Using Data Fabric and Kubernetes in Edge Computing
KubeCon + CloudNativeCon sponsored this post, in anticipation of KubeCon + CloudNativeCon EU, in Amsterdam, Aug. 13-16.
A daunting challenge of edge computing is to deal with situations like this: petabytes of data in motion on thousands of clusters in different geographical locations. That description makes you think of large industrial use cases with IoT sensor data, but they are not the only place that edge matters. Edge computing is turning out to be important in an amazing range of industries. Banks do it, online service providers need it, and health providers, telecommunications, utilities and carmakers employ it.
This post presents the needs that motivate edge computing, so that readers can decide whether or not an edge design may prove useful for them.
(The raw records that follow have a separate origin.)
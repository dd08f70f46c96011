//! Container allocator — turns packed batches into named containers.
//!
//! A single batch attaches straight to the caller's parent container.
//! Several batches each get a child container named
//! `{namespace}-{base}-{ordinal}`.

use std::collections::{BTreeMap, BTreeSet, HashMap};

use stackpack_core::{NAME_SEPARATOR, ResourceDescriptor};

use crate::diagnostics::{DiagnosticKind, Diagnostics};
use crate::packer::{Batch, Weighted};
use crate::plan::{Container, Member, ResourceRecord};

/// An item the allocator can place.
pub trait Allocatable: Weighted {
    type Record;

    /// Stable key used for member names and the location map.
    fn key(&self) -> String;

    fn record(&self) -> Self::Record;
}

impl Allocatable for ResourceDescriptor {
    type Record = ResourceRecord;

    fn key(&self) -> String {
        self.id.to_string()
    }

    fn record(&self) -> ResourceRecord {
        ResourceRecord {
            id: self.id.clone(),
            payload: self.payload.clone(),
            inline_refs: Vec::new(),
        }
    }
}

/// Where an allocation lands and what its containers inherit.
#[derive(Debug, Clone, PartialEq)]
pub struct AllocationContext {
    pub namespace: String,
    /// Stem for generated child names, e.g. `phase1`.
    pub base: String,
    /// Name of the caller's container; single batches attach here.
    pub parent: String,
    pub shared: BTreeMap<String, String>,
}

impl AllocationContext {
    pub fn new(namespace: impl Into<String>, base: impl Into<String>, parent: impl Into<String>) -> Self {
        Self {
            namespace: namespace.into(),
            base: base.into(),
            parent: parent.into(),
            shared: BTreeMap::new(),
        }
    }

    pub fn with_shared(mut self, shared: BTreeMap<String, String>) -> Self {
        self.shared = shared;
        self
    }

    pub fn child_name(&self, ordinal: usize) -> String {
        format!("{}-{}-{}", self.namespace, self.base, ordinal)
    }
}

/// Result of one allocation pass.
#[derive(Debug, Clone, PartialEq)]
pub struct Allocation<R> {
    /// Set only when everything fit in one batch.
    pub parent: Option<Container<Member<R>>>,
    pub children: Vec<Container<Member<R>>>,
    /// Item key → container name. Split items map to their first fragment.
    pub locations: HashMap<String, String>,
}

impl<R> Allocation<R> {
    fn empty() -> Self {
        Self {
            parent: None,
            children: Vec::new(),
            locations: HashMap::new(),
        }
    }

    pub fn is_empty(&self) -> bool {
        self.parent.is_none() && self.children.is_empty()
    }

    pub fn location(&self, key: &str) -> Option<&str> {
        self.locations.get(key).map(String::as_str)
    }

    pub fn container_names(&self) -> BTreeSet<String> {
        self.parent
            .iter()
            .chain(&self.children)
            .map(|c| c.name.clone())
            .collect()
    }

    /// Every deployable container, parent first.
    pub fn into_containers(self) -> Vec<Container<Member<R>>> {
        self.parent.into_iter().chain(self.children).collect()
    }
}

/// Map batches onto containers, recording where each item went.
pub fn allocate<T: Allocatable>(
    batches: &[Batch<'_, T>],
    ctx: &AllocationContext,
    diag: &mut Diagnostics<'_>,
) -> Allocation<T::Record> {
    let mut allocation = Allocation::empty();

    match batches {
        [] => return allocation,
        [only] => {
            let container = build_container(only, ctx.parent.clone(), None, ctx, &mut allocation.locations);
            diag.info(
                DiagnosticKind::Allocation,
                format!(
                    "{}: {} members attached to parent container '{}'",
                    ctx.base,
                    container.members.len(),
                    ctx.parent
                ),
            );
            allocation.parent = Some(container);
        }
        _ => {
            for (ordinal, batch) in batches.iter().enumerate() {
                let container = build_container(
                    batch,
                    ctx.child_name(ordinal),
                    Some(ctx.parent.clone()),
                    ctx,
                    &mut allocation.locations,
                );
                allocation.children.push(container);
            }
            diag.info(
                DiagnosticKind::Allocation,
                format!(
                    "{}: created {} child containers under '{}'",
                    ctx.base,
                    allocation.children.len(),
                    ctx.parent
                ),
            );
        }
    }

    allocation
}

fn build_container<T: Allocatable>(
    batch: &Batch<'_, T>,
    name: String,
    parent: Option<String>,
    ctx: &AllocationContext,
    locations: &mut HashMap<String, String>,
) -> Container<Member<T::Record>> {
    let members = batch
        .entries
        .iter()
        .map(|entry| {
            let key = entry.item.key();
            locations.entry(key.clone()).or_insert_with(|| name.clone());
            let name = match batch.fragment {
                Some(f) => format!("{key}{NAME_SEPARATOR}part{}", f.part_index),
                None => key,
            };
            Member {
                name,
                cost: entry.cost,
                fragment: batch.fragment,
                record: entry.item.record(),
            }
        })
        .collect();

    Container {
        name,
        parent,
        members,
        cost: batch.total_cost,
        shared: ctx.shared.clone(),
        depends_on: BTreeSet::new(),
    }
}
//! Planner error types.

use thiserror::Error;

/// Fatal errors that stop a planning run before partitioning begins.
///
/// Reference problems are not errors; they surface as diagnostics.
#[derive(Debug, Error)]
pub enum PlanError {
    #[error("namespace must not be empty")]
    EmptyNamespace,

    #[error("configuration error: {0}")]
    Config(#[from] stackpack_core::ConfigError),
}

pub type PlanResult<T> = Result<T, PlanError>;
It also examines the challenges of edge — including challenges that often get overlooked — and provides some example solutions that have worked well in real-world situations.
Why Use Edge Computing?
Edge computing is an attractive (often even required) architectural option in situations where computations need to be done near the source of data, due to limited latency tolerance, or the risk posed by the potential for networking failures, or regulatory requirements, or simply in response to the scale of data being produced at the edge having exceeded the ability to transfer it to a central site economically.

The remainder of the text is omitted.